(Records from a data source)
Content starts
// Licensed under the Apache-2.0 license

//! Transfer dispatch.
//!
//! [`Adapter::transfer`] locks the segment and runs the batch;
//! [`Adapter::transfer_locked`] runs it under a lock the caller already holds,
//! so several transfers can form one uninterrupted sequence.

use std::sync::Arc;
use std::time::Instant;

use embedded_hal::i2c::Operation;

use crate::i2c::adapter::Adapter;
use crate::i2c::client::Client;
use crate::i2c::common::ClientFlags;
use crate::i2c::error::{I2cError, Result};
use crate::i2c::lock::{BusGuard, LockScope};
use crate::i2c::msg::{I2cMsg, MsgFlags};
use crate::i2c::traits::XferCaps;

impl Adapter {
    /// Lock the segment, run `msgs`, unlock.
    ///
    /// # Returns
    ///
    /// Number of messages the engine executed.
    ///
    /// # Errors
    ///
    /// - [`I2cError::Unsupported`] if the engine has no I2C entry point or the
    ///   batch violates the adapter's quirks
    /// - [`I2cError::WouldBlock`] in atomic context when the bus is held
    /// - [`I2cError::Shutdown`] while the adapter is suspended
    /// - whatever the engine reports, after arbitration retries
    pub fn transfer(&self, msgs: &mut [I2cMsg<'_>]) -> Result<usize> {
        if !self.algorithm().capabilities().contains(XferCaps::MASTER_XFER) {
            return Err(I2cError::Unsupported("I2C level transfers not supported"));
        }
        let guard = self.lock_for_transfer(LockScope::Segment)?;
        let ret = self.transfer_locked(&guard, msgs);
        drop(guard);
        ret
    }

    /// Run `msgs` under a bus lock taken earlier.
    ///
    /// The guard may come from this adapter or from an ancestor whose lock
    /// covers it, i.e. every branch in between locks through its parent.
    ///
    /// # Errors
    ///
    /// Same as [`Adapter::transfer`], plus [`I2cError::InvalidArgument`] if
    /// `guard` does not cover this adapter.
    pub fn transfer_locked(&self, guard: &BusGuard<'_>, msgs: &mut [I2cMsg<'_>]) -> Result<usize> {
        if !self.covered_by(guard.adapter()) {
            return Err(I2cError::InvalidArgument("bus guard of another adapter"));
        }
        self.raw_transfer(msgs)
    }

    fn covered_by(&self, holder: &Adapter) -> bool {
        if core::ptr::eq(holder, self) {
            return true;
        }
        if !self.lock_ops().locks_parent() {
            return false;
        }
        let mut cur = self.parent();
        while let Some(adapter) = cur {
            if core::ptr::eq(holder, Arc::as_ptr(&adapter)) {
                return true;
            }
            if !adapter.lock_ops().locks_parent() {
                return false;
            }
            cur = adapter.parent();
        }
        false
    }

    /// Unlocked dispatch; the caller guarantees exclusive access to the bus.
    pub(crate) fn raw_transfer(&self, msgs: &mut [I2cMsg<'_>]) -> Result<usize> {
        let caps = self.algorithm().capabilities();
        if !caps.contains(XferCaps::MASTER_XFER) {
            return Err(I2cError::Unsupported("I2C level transfers not supported"));
        }
        if msgs.is_empty() {
            return Err(I2cError::InvalidArgument("empty transfer"));
        }
        for msg in msgs.iter() {
            msg.validate()?;
        }

        if self.is_suspended() {
            if self.first_suspended_report() {
                log::warn!("{}: transfer while suspended", self.dev_name());
            }
            return Err(I2cError::Shutdown);
        }

        if let Some(quirks) = self.quirks() {
            if let Err(violation) = quirks.check(msgs) {
                if self.quirk_report_allowed() {
                    if let Some(msg) = msgs.get(violation.index) {
                        log::error!(
                            "{}: adapter quirk: {} (addr 0x{:04x}, size {}, {})",
                            self.dev_name(),
                            violation.reason,
                            msg.addr,
                            msg.len(),
                            msg.direction()
                        );
                    }
                }
                return Err(I2cError::Unsupported("adapter quirk"));
            }
        }

        let atomic = self.in_atomic() && caps.contains(XferCaps::MASTER_XFER_ATOMIC);
        let timeout = self.timeout_duration();
        let start = Instant::now();
        let mut ret = Err(I2cError::ArbitrationRetry);
        for _ in 0..=self.retries() {
            ret = if atomic {
                nb::block!(self.algorithm().master_xfer_atomic(self, msgs))
            } else {
                self.algorithm().master_xfer(self, msgs)
            };
            if ret != Err(I2cError::ArbitrationRetry) || start.elapsed() > timeout {
                break;
            }
        }
        ret
    }
}

impl Client {
    /// Single-message transfer to this client.
    ///
    /// # Returns
    ///
    /// Number of bytes moved.
    ///
    /// # Errors
    ///
    /// See [`Adapter::transfer`]; also [`I2cError::NotFound`] if the adapter
    /// is gone.
    pub fn transfer_buffer_flags(&self, op: Operation<'_>, flags: MsgFlags) -> Result<usize> {
        let adapter = self.adapter()?;
        let mut msg_flags = flags;
        if self.flags().contains(ClientFlags::TEN) {
            msg_flags |= MsgFlags::TEN;
        }
        let mut msgs = [I2cMsg {
            addr: self.addr(),
            flags: msg_flags,
            op,
        }];
        let count = msgs.first().map_or(0, I2cMsg::len);
        match adapter.transfer(&mut msgs)? {
            1 => Ok(count),
            other => Ok(other),
        }
    }

    /// Write `buf` to this client.
    ///
    /// # Errors
    ///
    /// See [`Client::transfer_buffer_flags`].
    pub fn master_send(&self, buf: &[u8]) -> Result<usize> {
        self.transfer_buffer_flags(Operation::Write(buf), MsgFlags::empty())
    }

    /// Fill `buf` from this client.
    ///
    /// # Errors
    ///
    /// See [`Client::transfer_buffer_flags`].
    pub fn master_recv(&self, buf: &mut [u8]) -> Result<usize> {
        self.transfer_buffer_flags(Operation::Read(buf), MsgFlags::empty())
    }
}
// Licensed under the Apache-2.0 license

//! Client creation and removal.

use std::sync::Arc;

use crate::i2c::adapter::{Adapter, Child};
use crate::i2c::address::{
    check_7bit_addr_validity_strict, check_addr_validity, decode_addr, encode_addr,
};
use crate::i2c::client::{type_name_from, Client, ClientOrigin, I2cBoardInfo};
use crate::i2c::common::ClientFlags;
use crate::i2c::core::I2cCore;
use crate::i2c::detect::default_probe;
use crate::i2c::error::{I2cError, Result};

/// Liveness test used by [`I2cCore::new_scanned_device`].
pub type ProbeFn<'a> = &'a dyn Fn(&Adapter, u16) -> bool;

impl I2cCore {
    /// Register a client described by `info` on `adapter`.
    ///
    /// A matching driver is probed before this returns.
    ///
    /// # Errors
    ///
    /// - [`I2cError::InvalidAddress`] for an out-of-range address
    /// - [`I2cError::Busy`] if the address is being registered concurrently
    /// - [`I2cError::AddressInUse`] if the address is taken in the mux tree
    /// - [`I2cError::NotFound`] if `adapter` is no longer registered
    pub fn new_client_device(
        &self,
        adapter: &Arc<Adapter>,
        info: &I2cBoardInfo,
    ) -> Result<Arc<Client>> {
        self.instantiate(adapter, info, ClientOrigin::Explicit)
    }

    pub(crate) fn instantiate(
        &self,
        adapter: &Arc<Adapter>,
        info: &I2cBoardInfo,
        origin: ClientOrigin,
    ) -> Result<Arc<Client>> {
        if !adapter.is_registered() {
            return Err(I2cError::NotFound);
        }
        if let Err(err) = check_addr_validity(info.addr, info.flags) {
            log::error!(
                "{}: invalid {}-bit I2C address 0x{:02x}",
                adapter.dev_name(),
                if info.flags.contains(ClientFlags::TEN) { 10 } else { 7 },
                info.addr
            );
            return Err(err);
        }

        // ten-bit addresses are not tracked by the address space
        let tracked = !info.flags.contains(ClientFlags::TEN);
        if tracked && !adapter.address_space().try_lock(info.addr) {
            return Err(I2cError::Busy);
        }
        let ret = self.publish_client(adapter, info, origin);
        if tracked {
            adapter.address_space().unlock(info.addr);
        }

        if let Err(err) = &ret {
            log::error!(
                "{}: failed to register i2c client {} at 0x{:02x} ({err})",
                adapter.dev_name(),
                info.type_name,
                info.addr
            );
        }
        ret
    }

    fn publish_client(
        &self,
        adapter: &Arc<Adapter>,
        info: &I2cBoardInfo,
        origin: ClientOrigin,
    ) -> Result<Arc<Client>> {
        if adapter.is_address_busy(encode_addr(info.addr, info.flags)) {
            return Err(I2cError::AddressInUse);
        }

        let client = Arc::new(Client::new(adapter, info, origin));
        adapter.add_child(Child::Client(Arc::clone(&client)));
        log::debug!(
            "{}: client [{}] registered with bus id {}",
            adapter.dev_name(),
            client.type_name(),
            client.dev_name()
        );
        self.bind_client(&client);
        Ok(client)
    }

    /// Remove a client. `None` and already removed clients are ignored.
    pub fn unregister_device(&self, client: Option<&Arc<Client>>) {
        let Some(client) = client else {
            return;
        };
        if !client.mark_unregistered() {
            return;
        }
        if let Some(node) = client.fw_node() {
            node.clear_populated();
        }
        self.unbind_client(client);
        if let Ok(adapter) = client.adapter() {
            adapter.remove_client(client);
        }
        self.forget_detected(client);
        log::debug!("{}: client unregistered", client.dev_name());
    }

    /// Reserve an extra address of a multi-address chip.
    ///
    /// # Errors
    ///
    /// See [`I2cCore::new_client_device`].
    pub fn new_dummy_device(&self, adapter: &Arc<Adapter>, addr: u16) -> Result<Arc<Client>> {
        let info = I2cBoardInfo::new("dummy", addr)?;
        self.instantiate(adapter, &info, ClientOrigin::Dummy)
    }

    /// Dummy companion of `client`, addressed by the `name` entry of its
    /// firmware node's `reg-names`, or by `default_addr`.
    ///
    /// # Errors
    ///
    /// See [`I2cCore::new_client_device`].
    pub fn new_ancillary_device(
        &self,
        client: &Client,
        name: &str,
        default_addr: u16,
    ) -> Result<Arc<Client>> {
        let adapter = client.adapter()?;
        let addr = client
            .fw_node()
            .and_then(|node| node.reg_by_name(name))
            .and_then(|reg| u16::try_from(reg).ok())
            .unwrap_or(default_addr);
        log::debug!("{}: address for {name}: 0x{addr:x}", client.dev_name());
        self.new_dummy_device(&adapter, addr)
    }

    /// Register `info` at the first address of `addr_list` that answers.
    ///
    /// Reserved and busy addresses are skipped. Without a custom `probe`
    /// the default liveness probe is used.
    ///
    /// # Errors
    ///
    /// [`I2cError::NoDevice`] if nothing answers, otherwise see
    /// [`I2cCore::new_client_device`].
    pub fn new_scanned_device(
        &self,
        adapter: &Arc<Adapter>,
        info: &I2cBoardInfo,
        addr_list: &[u16],
        probe: Option<ProbeFn<'_>>,
    ) -> Result<Arc<Client>> {
        let probe = probe.unwrap_or(&default_probe);
        let bus: &Adapter = adapter;
        let found = addr_list.iter().copied().find(|&addr| {
            if check_7bit_addr_validity_strict(addr).is_err() {
                log::warn!("{}: invalid 7-bit address 0x{addr:02x}", bus.dev_name());
                return false;
            }
            if bus.is_address_busy(addr) {
                log::debug!(
                    "{}: address 0x{addr:02x} already in use, not probing",
                    bus.dev_name()
                );
                return false;
            }
            probe(bus, addr)
        });
        let Some(addr) = found else {
            log::debug!("{}: probing failed, no device found", adapter.dev_name());
            return Err(I2cError::NoDevice);
        };
        let mut info = info.clone();
        info.addr = addr;
        self.new_client_device(adapter, &info)
    }

    /// Instantiate a device on user request.
    ///
    /// `encoded` may carry the ten-bit and slave offsets.
    ///
    /// # Errors
    ///
    /// See [`I2cCore::new_client_device`].
    pub fn new_user_device(
        &self,
        adapter: &Arc<Adapter>,
        type_name: &str,
        encoded: u16,
    ) -> Result<Arc<Client>> {
        let (addr, flags) = decode_addr(encoded);
        let info = I2cBoardInfo {
            type_name: type_name_from(type_name)?,
            flags,
            addr,
            ..I2cBoardInfo::default()
        };
        let client = self.instantiate(adapter, &info, ClientOrigin::User)?;
        adapter.add_userspace_client(Arc::clone(&client));
        log::info!(
            "{}: instantiated device {} at 0x{:02x}",
            adapter.dev_name(),
            client.type_name(),
            addr
        );
        Ok(client)
    }

    /// Remove a device created by [`I2cCore::new_user_device`].
    ///
    /// # Errors
    ///
    /// Returns [`I2cError::NotFound`] if no user-created client has that
    /// encoded address.
    pub fn delete_user_device(&self, adapter: &Adapter, encoded: u16) -> Result<()> {
        let client = adapter.take_userspace_client(encoded).ok_or_else(|| {
            log::error!("{}: can't find device 0x{encoded:04x} in list", adapter.dev_name());
            I2cError::NotFound
        })?;
        log::info!(
            "{}: deleting device {} at 0x{:02x}",
            adapter.dev_name(),
            client.type_name(),
            client.addr()
        );
        self.unregister_device(Some(&client));
        Ok(())
    }
}
// Licensed under the Apache-2.0 license

use std::sync::Arc;
use std::time::Duration;

use embedded_hal::i2c::{I2c, NoAcknowledgeSource};
use fugit::MillisDurationU32;
use hex_literal::hex;

use crate::i2c::{
    Adapter, AdapterBuilder, AdapterQuirks, ClientFlags, I2cBoardInfo, I2cController, I2cCore,
    I2cError, I2cMsg, LockScope, QuirkFlags, XferCaps, I2C_SMBUS_BLOCK_MAX,
};

use super::mock::MockBus;

const TARGET: u16 = 0x50;

fn setup(
    mock: &MockBus,
    configure: impl FnOnce(AdapterBuilder) -> AdapterBuilder,
) -> (I2cCore, Arc<Adapter>) {
    mock.attach(TARGET);
    let core = I2cCore::new();
    let adap = core
        .add_adapter(configure(Adapter::builder("mock", mock.clone())))
        .unwrap();
    (core, adap)
}

fn write_one(adap: &Adapter, data: &[u8]) -> Result<usize, I2cError> {
    adap.transfer(&mut [I2cMsg::write(TARGET, data)])
}

#[test]
fn test_arbitration_retries_are_bounded() {
    let mock = MockBus::new();
    let (_core, adap) = setup(&mock, |b| b.retries(3));
    mock.script(&[I2cError::ArbitrationRetry; 10]);

    assert_eq!(write_one(&adap, &[0x00]), Err(I2cError::ArbitrationRetry));
    assert_eq!(mock.calls(), 4);
}

#[test]
fn test_retry_until_success() {
    let mock = MockBus::new();
    let (_core, adap) = setup(&mock, |b| b.retries(3));
    mock.script(&[I2cError::ArbitrationRetry, I2cError::ArbitrationRetry]);

    assert_eq!(write_one(&adap, &[0x00]), Ok(1));
    assert_eq!(mock.calls(), 3);
}

#[test]
fn test_other_errors_are_not_retried() {
    let mock = MockBus::new();
    let (_core, adap) = setup(&mock, |b| b.retries(5));

    let err = adap
        .transfer(&mut [I2cMsg::write(0x51, &[0x00])])
        .unwrap_err();
    assert_eq!(err, I2cError::NoAcknowledge(NoAcknowledgeSource::Address));
    assert_eq!(mock.calls(), 1);
}

#[test]
fn test_retries_stop_at_timeout() {
    let mock = MockBus::with(XferCaps::MASTER_XFER, Some(Duration::from_millis(3)));
    let (_core, adap) = setup(&mock, |b| {
        b.retries(50).timeout(MillisDurationU32::from_ticks(1))
    });
    mock.script(&[I2cError::ArbitrationRetry; 50]);

    assert_eq!(write_one(&adap, &[0x00]), Err(I2cError::ArbitrationRetry));
    assert_eq!(mock.calls(), 1);
}

#[test]
fn test_quirk_violation_never_reaches_engine() {
    let mock = MockBus::new();
    let quirks = AdapterQuirks::new()
        .flags(QuirkFlags::COMB_WRITE_THEN_READ)
        .max_write_len(4);
    let (_core, adap) = setup(&mock, |b| b.quirks(quirks));

    assert_eq!(
        write_one(&adap, &[0; 8]),
        Err(I2cError::Unsupported("adapter quirk"))
    );
    let mut buf = [0u8; 2];
    assert_eq!(
        adap.transfer(&mut [
            I2cMsg::read(TARGET, &mut buf),
            I2cMsg::write(TARGET, &[0x10]),
        ]),
        Err(I2cError::Unsupported("adapter quirk"))
    );
    assert_eq!(mock.calls(), 0);

    // the supported shape goes through
    assert_eq!(
        adap.transfer(&mut [
            I2cMsg::write(TARGET, &[0x10]),
            I2cMsg::read(TARGET, &mut buf),
        ]),
        Ok(2)
    );
    assert_eq!(mock.calls(), 1);
}

#[test]
fn test_malformed_batches_rejected() {
    let mock = MockBus::new();
    let (_core, adap) = setup(&mock, |b| b);

    assert_eq!(
        adap.transfer(&mut []),
        Err(I2cError::InvalidArgument("empty transfer"))
    );
    let big = vec![0u8; 70_000];
    assert!(matches!(
        write_one(&adap, &big),
        Err(I2cError::InvalidArgument(_))
    ));
    assert_eq!(mock.calls(), 0);
}

#[test]
fn test_engine_without_i2c_entry_point() {
    let mock = MockBus::with(XferCaps::SMBUS_XFER, None);
    let (_core, adap) = setup(&mock, |b| b);
    assert!(matches!(
        write_one(&adap, &[0x00]),
        Err(I2cError::Unsupported(_))
    ));
    assert_eq!(mock.calls(), 0);
}

#[test]
fn test_suspended_adapter_rejects_transfers() {
    let mock = MockBus::new();
    let (_core, adap) = setup(&mock, |b| b);

    adap.mark_suspended();
    assert!(adap.is_suspended());
    assert_eq!(write_one(&adap, &[0x00]), Err(I2cError::Shutdown));
    assert_eq!(write_one(&adap, &[0x00]), Err(I2cError::Shutdown));
    assert_eq!(
        adap.smbus_read_byte_data(TARGET, ClientFlags::empty(), 0),
        Err(I2cError::Shutdown)
    );
    assert_eq!(mock.calls(), 0);

    adap.mark_resumed();
    assert_eq!(write_one(&adap, &[0x00]), Ok(1));
}

#[test]
fn test_atomic_context_does_not_wait_for_bus() {
    let mock = MockBus::with(XferCaps::MASTER_XFER | XferCaps::MASTER_XFER_ATOMIC, None);
    let (core, adap) = setup(&mock, |b| b);
    core.set_atomic(true);

    let guard = adap.lock_bus(LockScope::Segment);
    assert_eq!(write_one(&adap, &[0x00]), Err(I2cError::WouldBlock));
    drop(guard);

    // the polled entry point is used and polled until done
    assert_eq!(write_one(&adap, &[0x00]), Ok(1));
    assert_eq!(mock.calls(), 0);
    assert_eq!(mock.atomic_calls(), 2);

    core.set_atomic(false);
    assert_eq!(write_one(&adap, &[0x00]), Ok(1));
    assert_eq!(mock.calls(), 1);
}

#[test]
fn test_locked_sequence() {
    let mock = MockBus::new();
    let (core, adap) = setup(&mock, |b| b);
    let other = core
        .add_adapter(Adapter::builder("other", MockBus::new()))
        .unwrap();

    let guard = adap.lock_bus(LockScope::Segment);
    assert!(adap.try_lock_bus(LockScope::Segment).is_none());
    for reg in [0x01u8, 0x02] {
        let data = [reg];
        let mut msgs = [I2cMsg::write(TARGET, &data)];
        assert_eq!(adap.transfer_locked(&guard, &mut msgs), Ok(1));
    }
    assert_eq!(
        other.transfer_locked(&guard, &mut [I2cMsg::write(TARGET, &[0x03])]),
        Err(I2cError::InvalidArgument("bus guard of another adapter"))
    );
    drop(guard);
    assert!(!adap.bus_mutex().is_locked());
    assert_eq!(mock.batches().len(), 2);
}

#[test]
fn test_transfers_are_serialized() {
    let mock = MockBus::with(XferCaps::MASTER_XFER, Some(Duration::from_millis(1)));
    let (_core, adap) = setup(&mock, |b| b);

    let handles: Vec<_> = (0..4)
        .map(|i: u8| {
            let adap = Arc::clone(&adap);
            std::thread::spawn(move || {
                for _ in 0..5 {
                    write_one(&adap, &[i]).unwrap();
                }
            })
        })
        .collect();
    for handle in handles {
        handle.join().unwrap();
    }
    assert_eq!(mock.calls(), 20);
    assert_eq!(mock.max_in_flight(), 1);
}

#[test]
fn test_client_buffers_and_smbus_emulation() {
    let mock = MockBus::new();
    let (core, adap) = setup(&mock, |b| b);
    let client = core
        .new_client_device(&adap, &I2cBoardInfo::new("eeprom", TARGET).unwrap())
        .unwrap();

    assert_eq!(client.master_send(&hex!("10 de ad be ef")), Ok(5));
    assert_eq!(mock.reg(TARGET, 0x12), 0xbe);
    assert_eq!(client.master_send(&[0x10]), Ok(1));
    let mut buf = [0u8; 4];
    assert_eq!(client.master_recv(&mut buf), Ok(4));
    assert_eq!(buf, hex!("de ad be ef"));

    client.smbus_write_byte_data(0x20, 0x5a).unwrap();
    assert_eq!(client.smbus_read_byte_data(0x20), Ok(0x5a));
    assert_eq!(client.smbus_read_word_data(0x10), Ok(0xadde));

    let block = adap
        .smbus_read_i2c_block_data(TARGET, ClientFlags::empty(), 0x11, 3)
        .unwrap();
    assert_eq!(block.as_slice(), hex!("ad be ef"));

    // block reads are emulated as one write-then-read batch
    let last = mock.batches().pop().unwrap();
    assert_eq!(last, [(TARGET, false, 1), (TARGET, true, 3)]);

    // oversized requests are cut to the SMBus block limit
    let block = adap
        .smbus_read_i2c_block_data(TARGET, ClientFlags::empty(), 0x10, 40)
        .unwrap();
    assert_eq!(block.len(), I2C_SMBUS_BLOCK_MAX);
    assert_eq!(block.get(..4).unwrap(), hex!("de ad be ef"));
    assert!(matches!(
        adap.smbus_read_i2c_block_data(TARGET, ClientFlags::empty(), 0x10, 0),
        Err(I2cError::InvalidArgument(_))
    ));
}

#[test]
fn test_native_smbus_falls_back_to_emulation() {
    let mock = MockBus::with(XferCaps::MASTER_XFER | XferCaps::SMBUS_XFER, None);
    let (_core, adap) = setup(&mock, |b| b);
    mock.set_reg(TARGET, 0x07, 0x42);

    assert_eq!(adap.smbus_read_byte_data(TARGET, ClientFlags::empty(), 0x07), Ok(0x42));
    assert_eq!(mock.smbus_calls(), 1);
    assert_eq!(mock.calls(), 1);
}

#[test]
fn test_atomic_smbus_uses_polled_emulation() {
    let caps = XferCaps::MASTER_XFER | XferCaps::MASTER_XFER_ATOMIC | XferCaps::SMBUS_XFER;
    let mock = MockBus::with(caps, None);
    let (core, adap) = setup(&mock, |b| b);
    mock.set_reg(TARGET, 0x07, 0x42);
    core.set_atomic(true);

    assert_eq!(adap.smbus_read_byte_data(TARGET, ClientFlags::empty(), 0x07), Ok(0x42));
    assert_eq!(mock.smbus_calls(), 0);
    assert_eq!(mock.calls(), 0);
    assert_eq!(mock.atomic_calls(), 2);

    core.set_atomic(false);
    assert_eq!(adap.smbus_read_byte_data(TARGET, ClientFlags::empty(), 0x07), Ok(0x42));
    assert_eq!(mock.smbus_calls(), 1);
    assert_eq!(mock.calls(), 1);
}

#[test]
fn test_device_id_query() {
    let mock = MockBus::new();
    let (core, adap) = setup(&mock, |b| b);
    mock.attach(0x7c);
    for (offset, byte) in hex!("0a 32 1b").into_iter().enumerate() {
        mock.set_reg(0x7c, 0xa0 + offset as u8, byte);
    }
    let client = core
        .new_client_device(&adap, &I2cBoardInfo::new("eeprom", TARGET).unwrap())
        .unwrap();

    let id = client.get_device_id().unwrap();
    assert_eq!(id.manufacturer_id, 0x0a3);
    assert_eq!(id.part_id, 0x43);
    assert_eq!(id.die_revision, 3);
}

#[test]
fn test_embedded_hal_bridge() {
    let mock = MockBus::new();
    let (_core, adap) = setup(&mock, |b| b);
    mock.set_reg(TARGET, 0x30, 0x11).set_reg(TARGET, 0x31, 0x22);
    let mut bus = I2cController::new(Arc::clone(&adap));

    let mut buf = [0u8; 2];
    I2c::<u8>::write_read(&mut bus, 0x50, &[0x30], &mut buf).unwrap();
    assert_eq!(buf, [0x11, 0x22]);
    I2c::<u8>::write(&mut bus, 0x50, &[0x40, 0x99]).unwrap();
    assert_eq!(mock.reg(TARGET, 0x40), 0x99);

    let err = I2c::<u8>::read(&mut bus, 0x51, &mut buf).unwrap_err();
    assert_eq!(
        embedded_hal::i2c::Error::kind(&err),
        embedded_hal::i2c::ErrorKind::NoAcknowledge(NoAcknowledgeSource::Address)
    );
    assert_eq!(mock.batches().len(), 3);
}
Content ends
» **WORK TO COMPLETE**:
Having output the line that contains "use crate::i2c::adapter::Adapter;", stop. Every line before it, back to the first line of the data, must be reproduced exactly.

» **WRITTEN SOLUTION**:
// Licensed under the Apache-2.0 license

//! Transfer dispatch.
//!
//! [`Adapter::transfer`] locks the segment and runs the batch;
//! [`Adapter::transfer_locked`] runs it under a lock the caller already holds,
//! so several transfers can form one uninterrupted sequence.

use std::sync::Arc;
use std::time::Instant;

use embedded_hal::i2c::Operation;

use crate::i2c::adapter::Adapter;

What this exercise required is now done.